How to download product images#
The preferred method of downloading Open Food Facts images depends on what you wish to achieve.
If you want to download a few images (say up to 10), especially if these images have been uploaded recently, you should download the image from the Open Food Facts server.
If you plan to download more images, you should instead use the Open Food Facts images dataset hosted on AWS.
Download from AWS#
If you want to download many images, this is the recommended option, as AWS S3 is faster and allows concurrent download, unlike the Open Food Facts server, where you should preferably download images one at a time. See AWS Images dataset for more information about how to download images from the AWS dataset.
Download from Open Food Facts server#
All images are hosted under the https://images.openfoodfacts.org/images/products/ folder. But you have to build the right URL from the product info.
Computing single product image folder#
Images of a product are stored in a single directory. The path of this directory can be inferred easily from the product barcode. There are two cases:
-
If the product barcode is 8 digits long or shorter (ex: "22222222"), the directory path is simply the barcode:
https://images.openfoodfacts.org/images/products/{barcode}
. -
Otherwise, split the first 9 digits of the barcode into 3 groups of 3 digits to get the first 3 folder names, and use the rest of the barcode as the last folder name^[split-regexp]. For example, barcode
3435660768163
is split into:343/566/076/8163
, thus product images will be inhttps://images.openfoodfacts.org/images/products/343/566/076/8163
^[split-regexp]: The following regex can be used to split the barcode into subfolders: /^(...)(...)(...)(.*)$/
Computing single image file name#
Above we get the folder name, now we need the filename inside that folder for a particular image.
Understanding images data#
To get the image file names, we have to use the database dump or the API.
All images information are stored in the images
field.
Eg.

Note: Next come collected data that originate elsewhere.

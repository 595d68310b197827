//! Item identities, schedule ids and the control blob attached to scheduling calls.
//!
//! An [`Identity`] names a schedulable item at configuration time. The remote
//! service only knows opaque ids, so every identity derives a [`ScheduleId`]
//! that is written into the activity/timer/lambda/child-workflow id field and
//! used to correlate history events back to their item.

use std::fmt;

use serde::{Deserialize, Serialize};
use sha2::{Digest, Sha256};
use tracing::debug;

use crate::error::{Error, Result};

/// The kind of a schedulable workflow item.
#[derive(Debug, Clone, Copy, PartialEq, Eq, Hash, PartialOrd, Ord, Serialize, Deserialize)]
pub enum ItemKind {
    Activity,
    Timer,
    ChildWorkflow,
    Lambda,
}

impl ItemKind {
    fn tag(self) -> &'static str {
        match self {
            ItemKind::Activity => "activity",
            ItemKind::Timer => "timer",
            ItemKind::ChildWorkflow => "child-workflow",
            ItemKind::Lambda => "lambda",
        }
    }
}

impl fmt::Display for ItemKind {
    fn fmt(&self, f: &mut fmt::Formatter<'_>) -> fmt::Result {
        f.write_str(self.tag())
    }
}

/// Canonical identity of a workflow item.
///
/// Equality is structural. The positional name disambiguates several
/// schedulings of the same logical activity, lambda or child workflow in one
/// workflow; it is empty for the common single-use case.
///
/// # Example
///
/// ```
/// use deflow::Identity;
///
/// let first = Identity::activity("Download", "1.0", "first").unwrap();
/// let second = Identity::activity("Download", "1.0", "second").unwrap();
/// assert_ne!(first, second);
/// assert!(Identity::activity("", "1.0", "").is_err());
/// ```
#[derive(Debug, Clone, PartialEq, Eq, Hash, PartialOrd, Ord)]
pub struct Identity {
    kind: ItemKind,
    name: String,
    version: Option<String>,
    positional_name: String,
}

impl Identity {
    /// Identity of an activity.
    pub fn activity(
        name: impl Into<String>,
        version: impl Into<String>,
        positional_name: impl Into<String>,
    ) -> Result<Self> {
        Self::versioned(ItemKind::Activity, name.into(), version.into(), positional_name.into())
    }

    /// Identity of a child workflow.
    pub fn child_workflow(
        name: impl Into<String>,
        version: impl Into<String>,
        positional_name: impl Into<String>,
    ) -> Result<Self> {
        Self::versioned(
            ItemKind::ChildWorkflow,
            name.into(),
            version.into(),
            positional_name.into(),
        )
    }

    /// Identity of a timer. Timers are identified by name alone.
    pub fn timer(name: impl Into<String>) -> Result<Self> {
        let name = required("name", name.into())?;
        Ok(Self {
            kind: ItemKind::Timer,
            name,
            version: None,
            positional_name: String::new(),
        })
    }

    /// Identity of a lambda function.
    pub fn lambda(name: impl Into<String>, positional_name: impl Into<String>) -> Result<Self> {
        let name = required("name", name.into())?;
        Ok(Self {
            kind: ItemKind::Lambda,
            name,
            version: None,
            positional_name: positional_name.into(),
        })
    }

    fn versioned(
        kind: ItemKind,
        name: String,
        version: String,
        positional_name: String,
    ) -> Result<Self> {
        let name = required("name", name)?;
        let version = required("version", version)?;
        Ok(Self {
            kind,
            name,
            version: Some(version),
            positional_name,
        })
    }

    pub fn kind(&self) -> ItemKind {
        self.kind
    }

    pub fn name(&self) -> &str {
        &self.name
    }

    /// Version for activities and child workflows, `None` for timers and lambdas.
    pub fn version(&self) -> Option<&str> {
        self.version.as_deref()
    }

    pub fn positional_name(&self) -> &str {
        &self.positional_name
    }

    /// Derive the wire-level id for this item.
    ///
    /// The run id only contributes for child workflows, whose ids must not
    /// collide across restarted runs of the owning workflow.
    pub fn schedule_id(&self, run_id: &str) -> ScheduleId {
        let mut hasher = Sha256::new();
        for part in [
            self.kind.tag(),
            self.name.as_str(),
            self.version.as_deref().unwrap_or_default(),
            self.positional_name.as_str(),
        ] {
            hasher.update(part.as_bytes());
            hasher.update([0x1f]);
        }
        if self.kind == ItemKind::ChildWorkflow {
            hasher.update(run_id.as_bytes());
        }
        let digest = hasher.finalize();
        ScheduleId(hex::encode(&digest[..16]))
    }
}

impl fmt::Display for Identity {
    fn fmt(&self, f: &mut fmt::Formatter<'_>) -> fmt::Result {
        write!(f, "{} '{}'", self.kind, self.name)?;
        if let Some(version) = &self.version {
            write!(f, " v{version}")?;
        }
        if !self.positional_name.is_empty() {
            write!(f, " [{}]", self.positional_name)?;
        }
        Ok(())
    }
}

fn required(argument: &'static str, value: String) -> Result<String> {
    if value.trim().is_empty() {
        return Err(Error::invalid_argument(argument, "must not be empty"));
    }
    Ok(value)
}

/// Opaque id written into the remote service's item id fields.
#[derive(Debug, Clone, PartialEq, Eq, Hash, PartialOrd, Ord, Serialize, Deserialize)]
#[serde(transparent)]
pub struct ScheduleId(String);

impl ScheduleId {
    /// Wrap an id read back from history.
    pub fn raw(id: impl Into<String>) -> Self {
        Self(id.into())
    }

    pub fn as_str(&self) -> &str {
        &self.0
    }

    pub fn into_inner(self) -> String {
        self.0
    }
}

impl fmt::Display for ScheduleId {
    fn fmt(&self, f: &mut fmt::Formatter<'_>) -> fmt::Result {
        fmt::Display::fmt(&self.0, f)
    }
}

impl From<String> for ScheduleId {
    fn from(s: String) -> Self {
        Self(s)
    }
}

impl From<&str> for ScheduleId {
    fn from(s: &str) -> Self {
        Self(s.to_owned())
    }
}

/// Why a timer was started.
#[derive(Debug, Clone, Copy, Default, PartialEq, Eq, Hash, Serialize, Deserialize)]
pub enum TimerKind {
    /// A timer item configured in the workflow.
    #[default]
    WorkflowItem,
    /// The implicit timer delaying the re-scheduling of an item.
    Reschedule,
    /// A timeout while waiting for a signal. Not correlated to items.
    SignalTimer,
}

/// Control blob round-tripped through the remote service.
///
/// Serialized as compact JSON into the `control` field of scheduling
/// decisions. Unknown fields are ignored and missing ones default, so a blob
/// written by another version of the code still reads back.
#[derive(Debug, Clone, Default, PartialEq, Eq, Serialize, Deserialize)]
pub struct ScheduleData {
    #[serde(rename = "pn", default)]
    pub positional_name: String,
    #[serde(rename = "tk", default)]
    pub timer_kind: TimerKind,
    #[serde(rename = "nm", default, skip_serializing_if = "Option::is_none")]
    pub timer_name: Option<String>,
}

impl ScheduleData {
    /// Control data for scheduling an activity, lambda or child workflow.
    pub fn for_item(identity: &Identity) -> Self {
        Self {
            positional_name: identity.positional_name().to_owned(),
            ..Self::default()
        }
    }

    /// Control data for starting a timer on behalf of `identity`.
    pub fn for_timer(identity: &Identity, timer_kind: TimerKind) -> Self {
        Self {
            positional_name: identity.positional_name().to_owned(),
            timer_kind,
            timer_name: Some(identity.name().to_owned()),
        }
    }

    /// Serialize into the control string.
    pub fn to_control(&self) -> Result<String> {
        Ok(serde_json::to_string(self)?)
    }

    /// Read a control string back. Missing or unreadable blobs yield the default.
    pub fn from_control(control: Option<&str>) -> Self {
        let Some(control) = control.filter(|c| !c.trim().is_empty()) else {
            return Self::default();
        };
        match serde_json::from_str(control) {
            Ok(data) => data,
            Err(err) => {
                debug!(error = %err, "ignoring unreadable control blob");
                Self::default()
            }
        }
    }
}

For product 3168930010883, we have (trimmed the data):
{
"1": {
"sizes": {
"full": {
"w": 850,
"h": 1200
},
"100": {
"h": 100,
"w": 71
},
"400": {
"h": 400,
"w": 283
}
},
"uploader": "kiliweb",
"uploaded_t": "1527184614"
},
"front_fr": {
"x1": null,
"angle": null,
"y2": null,
"white_magic": "0",
"imgid": "1",
"rev": "4",
"sizes": {
"200": {
"w": 142,
"h": 200
},
"full": {
"w": 850,
"h": 1200
},
"400": {
"h": 400,
"w": 283
},
"100": {
"w": 71,
"h": 100
}
},
"y1": null,
"normalize": "0",
"geometry": "0x0-0-0",
"x2": null
}
}
The keys of the map are the keys of the images. These keys can be:
- digits: the image is the raw image sent by the contributor (full resolution).
- selected images:
*
front_{lang}
correspond to the front product image in language with codelang
*ingredients_{lang}
correspond to the ingredients image in language with codelang
*nutrition_{lang}
is the same but for nutrition data *packaging_{lang}
for packaging logoslang
is a 2-letter ISO 639-1 language code (fr, en, es, …).

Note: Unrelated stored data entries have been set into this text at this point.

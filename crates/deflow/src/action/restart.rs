use std::time::Duration;

use super::WorkflowAction;
use crate::context::DecisionContext;
use crate::decision::{RestartWorkflowDecision, WorkflowDecision};
use crate::error::Result;
use crate::history::ChildPolicy;

/// Close this run and continue as a new run of the same workflow type.
///
/// Every property left unset is carried over from the current run's
/// `WorkflowExecutionStarted` event.
///
/// # Example
///
/// ```
/// use deflow::{RestartAction, WorkflowAction};
///
/// let action: WorkflowAction = RestartAction::default()
///     .with_input("resume-from=42")
///     .with_tag("restarted")
///     .into();
/// ```
#[derive(Debug, Clone, Default, PartialEq)]
pub struct RestartAction {
    overrides: RestartWorkflowDecision,
}

impl RestartAction {
    pub fn with_input(mut self, input: impl Into<String>) -> Self {
        self.overrides.input = Some(input.into());
        self
    }

    pub fn on_task_list(mut self, task_list: impl Into<String>) -> Self {
        self.overrides.task_list = Some(task_list.into());
        self
    }

    pub fn with_priority(mut self, priority: i32) -> Self {
        self.overrides.task_priority = Some(priority);
        self
    }

    pub fn with_execution_timeout(mut self, timeout: Duration) -> Self {
        self.overrides.execution_timeout = Some(timeout);
        self
    }

    pub fn with_task_timeout(mut self, timeout: Duration) -> Self {
        self.overrides.task_timeout = Some(timeout);
        self
    }

    pub fn with_child_policy(mut self, policy: ChildPolicy) -> Self {
        self.overrides.child_policy = Some(policy);
        self
    }

    /// Add a tag. Any tag replaces the carried-over tag list.
    pub fn with_tag(mut self, tag: impl Into<String>) -> Self {
        self.overrides.tag_list.push(tag.into());
        self
    }

    pub fn with_lambda_role(mut self, role: impl Into<String>) -> Self {
        self.overrides.lambda_role = Some(role.into());
        self
    }

    /// Continue as a different version of the workflow type.
    pub fn with_version(mut self, version: impl Into<String>) -> Self {
        self.overrides.workflow_type_version = Some(version.into());
        self
    }

    /// Fails with [`Error::MissingWorkflowStarted`](crate::Error::MissingWorkflowStarted)
    /// when the history has no started event to carry properties over from.
    pub(super) fn resolve(&self, ctx: DecisionContext<'_>) -> Result<Vec<WorkflowDecision>> {
        let started = ctx.history().workflow_started()?.attributes;
        let o = &self.overrides;
        let decision = RestartWorkflowDecision {
            input: o.input.clone().or(started.input),
            task_list: o.task_list.clone().or(started.task_list),
            task_priority: o.task_priority.or(started.task_priority),
            execution_timeout: o.execution_timeout.or(started.execution_start_to_close_timeout),
            task_timeout: o.task_timeout.or(started.task_start_to_close_timeout),
            child_policy: o.child_policy.or(started.child_policy),
            tag_list: if o.tag_list.is_empty() {
                started.tag_list
            } else {
                o.tag_list.clone()
            },
            lambda_role: o.lambda_role.clone().or(started.lambda_role),
            workflow_type_version: o.workflow_type_version.clone(),
        };
        Ok(vec![WorkflowDecision::RestartWorkflow(decision)])
    }
}

impl From<RestartAction> for WorkflowAction {
    fn from(action: RestartAction) -> Self {
        WorkflowAction::Restart(action)
    }
}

Each image is available in different resolutions:
100
, 200
, 400
or full
, each corresponding to image height (full
means not resized).
The available resolutions can be found in the sizes
subfield.
Filename for a raw image#
For a raw image (the one under a numeric key in images field), the filename is very easy to compute:
- just take the image digit +
.jpg
for full resolution - image digit +
.
+ resolution +.jpg
for a lower resolution
For our example above, the filename for image "1"
- in resolution 400px is
1.400.jpg
- in full resolution, it is
1.jpg
So, adding the folder part, the final url for our example is:
- https://images.openfoodfacts.org/images/products/316/893/001/0883/1.jpg for the full image
- https://images.openfoodfacts.org/images/products/316/893/001/0883/1.400.jpg for the 400px version
Filename for a selected image#
In the structure, selected images have additional fields:
rev
(as revision) indicates the revision number of the image to use (each time a new image is selected, cropped or rotated, a new image with an incremented rev is generated).imgid
, the image ID of the raw image used to generate the selected image.angle
,x1
,x2
,y1
,y2
: rotation angle and cropping coordinates (it's to be able to regenerate the image from the raw image)

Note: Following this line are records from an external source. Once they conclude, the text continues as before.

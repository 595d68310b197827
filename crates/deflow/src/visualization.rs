//! Graph and status views of a workflow, for debugging and dashboards.
//!
//! [`Workflow::graph_definition`] exposes the static item graph, renderable
//! as Mermaid or Graphviz DOT. [`Workflow::item_statuses`] reports where each
//! item stands in one run's history.
//!
//! # Example
//!
//! ```
//! use deflow::Workflow;
//!
//! let workflow = Workflow::builder()
//!     .activity("Download", "1.0", |a| a)
//!     .lambda("Thumbnail", |l| l.after_activity("Download", "1.0"))
//!     .build()
//!     .unwrap();
//!
//! let mermaid = workflow.graph_definition().to_mermaid();
//! assert!(mermaid.starts_with("flowchart TD"));
//! assert!(mermaid.contains("n0 --> n1"));
//! ```

use time::OffsetDateTime;

use crate::event::EventType;
use crate::history::WorkflowHistoryEvents;
use crate::identity::{Identity, ItemKind};
use crate::workflow::Workflow;

/// Static graph definition for visualization tools.
#[derive(Debug, Clone, PartialEq, Eq)]
pub struct GraphDefinition {
    /// All items, in declaration order.
    pub nodes: Vec<NodeDefinition>,

    /// Parent to child edges, as indexes into `nodes`.
    pub edges: Vec<(usize, usize)>,
}

/// An item in the graph definition.
#[derive(Debug, Clone, PartialEq, Eq)]
pub struct NodeDefinition {
    pub identity: Identity,

    /// Whether the item is scheduled when the workflow starts.
    pub is_startup: bool,

    /// Whether the item waits for several parents.
    pub is_joint: bool,
}

impl NodeDefinition {
    fn label(&self) -> String {
        let identity = &self.identity;
        let mut label = identity.name().to_string();
        if let Some(version) = identity.version() {
            label.push_str(&format!(" v{version}"));
        }
        if !identity.positional_name().is_empty() {
            label.push_str(&format!(" [{}]", identity.positional_name()));
        }
        label.replace('"', "'")
    }
}

impl GraphDefinition {
    /// Generate a Mermaid flowchart.
    ///
    /// # Example Output
    ///
    /// ```text
    /// flowchart TD
    ///     n0["Download v1.0"]
    ///     n1(["Cooldown"])
    ///     n2{{"Merge v1.0"}}
    ///     n0 --> n1
    ///     n1 --> n2
    /// ```
    pub fn to_mermaid(&self) -> String {
        let mut lines = vec!["flowchart TD".to_string()];

        for (i, node) in self.nodes.iter().enumerate() {
            let label = node.label();
            let shape = match node.identity.kind() {
                ItemKind::Activity => format!("[\"{label}\"]"),
                ItemKind::Timer => format!("([\"{label}\"])"),
                ItemKind::Lambda => format!(">\"{label}\"]"),
                ItemKind::ChildWorkflow => format!("[[\"{label}\"]]"),
            };
            lines.push(format!("    n{i}{shape}"));
        }

        for (from, to) in &self.edges {
            lines.push(format!("    n{from} --> n{to}"));
        }

        lines.join("\n")
    }

    /// Generate a DOT graph for Graphviz.
    ///
    /// # Example Output
    ///
    /// ```text
    /// digraph workflow {
    ///     rankdir=TB;
    ///     node [shape=box];
    ///
    ///     n0 [label="Download v1.0", penwidth=2];
    ///     n1 [label="Cooldown", shape=ellipse];
    ///
    ///     n0 -> n1;
    /// }
    /// ```
    pub fn to_dot(&self) -> String {
        let mut lines = vec![
            "digraph workflow {".to_string(),
            "    rankdir=TB;".to_string(),
            "    node [shape=box];".to_string(),
            "".to_string(),
        ];

        for (i, node) in self.nodes.iter().enumerate() {
            let mut attributes = vec![format!("label=\"{}\"", node.label())];
            match node.identity.kind() {
                ItemKind::Timer => attributes.push("shape=ellipse".to_string()),
                ItemKind::Lambda => attributes.push("shape=parallelogram".to_string()),
                ItemKind::ChildWorkflow => attributes.push("shape=box3d".to_string()),
                ItemKind::Activity => {}
            }
            if node.is_startup {
                attributes.push("penwidth=2".to_string());
            }
            if node.is_joint {
                attributes.push("style=dashed".to_string());
            }
            lines.push(format!("    n{i} [{}];", attributes.join(", ")));
        }

        if !self.edges.is_empty() {
            lines.push("".to_string());
        }
        for (from, to) in &self.edges {
            lines.push(format!("    n{from} -> n{to};"));
        }

        lines.push("}".to_string());
        lines.join("\n")
    }
}

/// Where an item stands in one run's history.
#[derive(Debug, Clone, PartialEq)]
pub struct ItemStatus {
    pub identity: Identity,

    /// Type of the newest event, including reschedule timer events.
    pub last_event: Option<EventType>,

    /// When the newest event was recorded.
    pub last_event_at: Option<OffsetDateTime>,

    /// Whether the item or its reschedule timer is in flight.
    pub is_active: bool,

    /// How many events the item has, excluding its reschedule timer.
    pub event_count: usize,
}

impl Workflow {
    /// The static item graph.
    pub fn graph_definition(&self) -> GraphDefinition {
        let items = self.graph().items();
        let index_of = |identity: &Identity| items.iter().position(|item| item.identity() == identity);

        let nodes = items
            .iter()
            .map(|item| NodeDefinition {
                identity: item.identity().clone(),
                is_startup: item.is_startup(),
                is_joint: item.parent_identities().len() > 1,
            })
            .collect();

        let edges = items
            .iter()
            .enumerate()
            .flat_map(|(child, item)| {
                item.parent_identities()
                    .iter()
                    .filter_map(move |parent| index_of(parent).map(|parent| (parent, child)))
            })
            .collect();

        GraphDefinition { nodes, edges }
    }

    /// Status of every item in the run described by `history`.
    pub fn item_statuses(&self, history: &WorkflowHistoryEvents) -> Vec<ItemStatus> {
        self.context(history)
            .items()
            .map(|item| {
                let last = item.last_event(true);
                ItemStatus {
                    identity: item.identity().clone(),
                    last_event: last.map(|e| e.event_type()),
                    last_event_at: last.map(|e| e.timestamp()),
                    is_active: last.is_some_and(|e| e.is_active()),
                    event_count: item.all_events(false).len(),
                }
            })
            .collect()
    }
}

#[cfg(test)]
mod tests {
    use super::*;

    fn workflow() -> Workflow {
        Workflow::builder()
            .activity("Download", "1.0", |a| a)
            .timer("Cooldown", |t| t.after_activity("Download", "1.0"))
            .lambda("Probe", |l| l.after_activity("Download", "1.0"))
            .activity("Merge", "1.0", |a| a.after_timer("Cooldown").after_lambda("Probe"))
            .build()
            .unwrap()
    }

    #[test]
    fn graph_definition_lists_nodes_and_edges() {
        let definition = workflow().graph_definition();

        assert_eq!(definition.nodes.len(), 4);
        assert!(definition.nodes[0].is_startup);
        assert!(definition.nodes[3].is_joint);
        assert_eq!(definition.edges, vec![(0, 1), (0, 2), (1, 3), (2, 3)]);
    }

    #[test]
    fn mermaid_output() {
        let mermaid = workflow().graph_definition().to_mermaid();

        assert!(mermaid.starts_with("flowchart TD"));
        assert!(mermaid.contains("n0[\"Download v1.0\"]"));
        assert!(mermaid.contains("n1([\"Cooldown\"])"));
        assert!(mermaid.contains("n2>\"Probe\"]"));
        assert!(mermaid.contains("n2 --> n3"));
    }

    #[test]
    fn dot_output() {
        let dot = workflow().graph_definition().to_dot();

        assert!(dot.starts_with("digraph workflow {"));
        assert!(dot.contains("n0 [label=\"Download v1.0\", penwidth=2];"));
        assert!(dot.contains("n3 [label=\"Merge v1.0\", style=dashed];"));
        assert!(dot.contains("n1 -> n3;"));
        assert!(dot.ends_with("}"));
    }
}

For selected images, the filename is the image key followed by the revision number and the resolution: <image_name>.<rev>.<resolution>.jpg
.
Resolution must always be specified, but you can use full
keyword to get the full resolution image.
In our above example, the filename for the front image in french (front_fr
key) is:
front_fr.4.400.jpg
for 400 px versionfront_fr.4.full.jpg
for full resolution version
So, adding the folder part, the final url for our example is:
- https://images.openfoodfacts.org/images/products/316/893/001/0883/front_fr.4.full.jpg for the full image
- https://images.openfoodfacts.org/images/products/316/893/001/0883/front_fr.4.400.jpg for the 400px version
A python snippet#
So if we have the product_data in a dict, Python code for doing it would be something like:
def get_image_url(product_data, image_name, resolution="full"):
if image_name not in product_data["images"]:
return None
base_url = "https://images.openfoodfacts.org/images/products"
# get product folder name
folder_name = product_data["code"]
if len(folder_name) > 8:
folder_name = re.sub(r'(...)(...)(...)(.*)', r'\1/\2/\3/\4', folder_name)
# get filename
if re.match("^\d+$", image_name): # only digits
# raw image
resolution_suffix = "" if resolution == "full" else f".{resolution}"
filename = f"{image_name}{resolution_suffix}.jpg"
else:
# selected image
rev = product_data["images"][image_name]["rev"]
filename = f"{image_name}.{rev}.{resolution}.jpg"
# join things together
return f"{base_url}/{folder_name}/{filename}"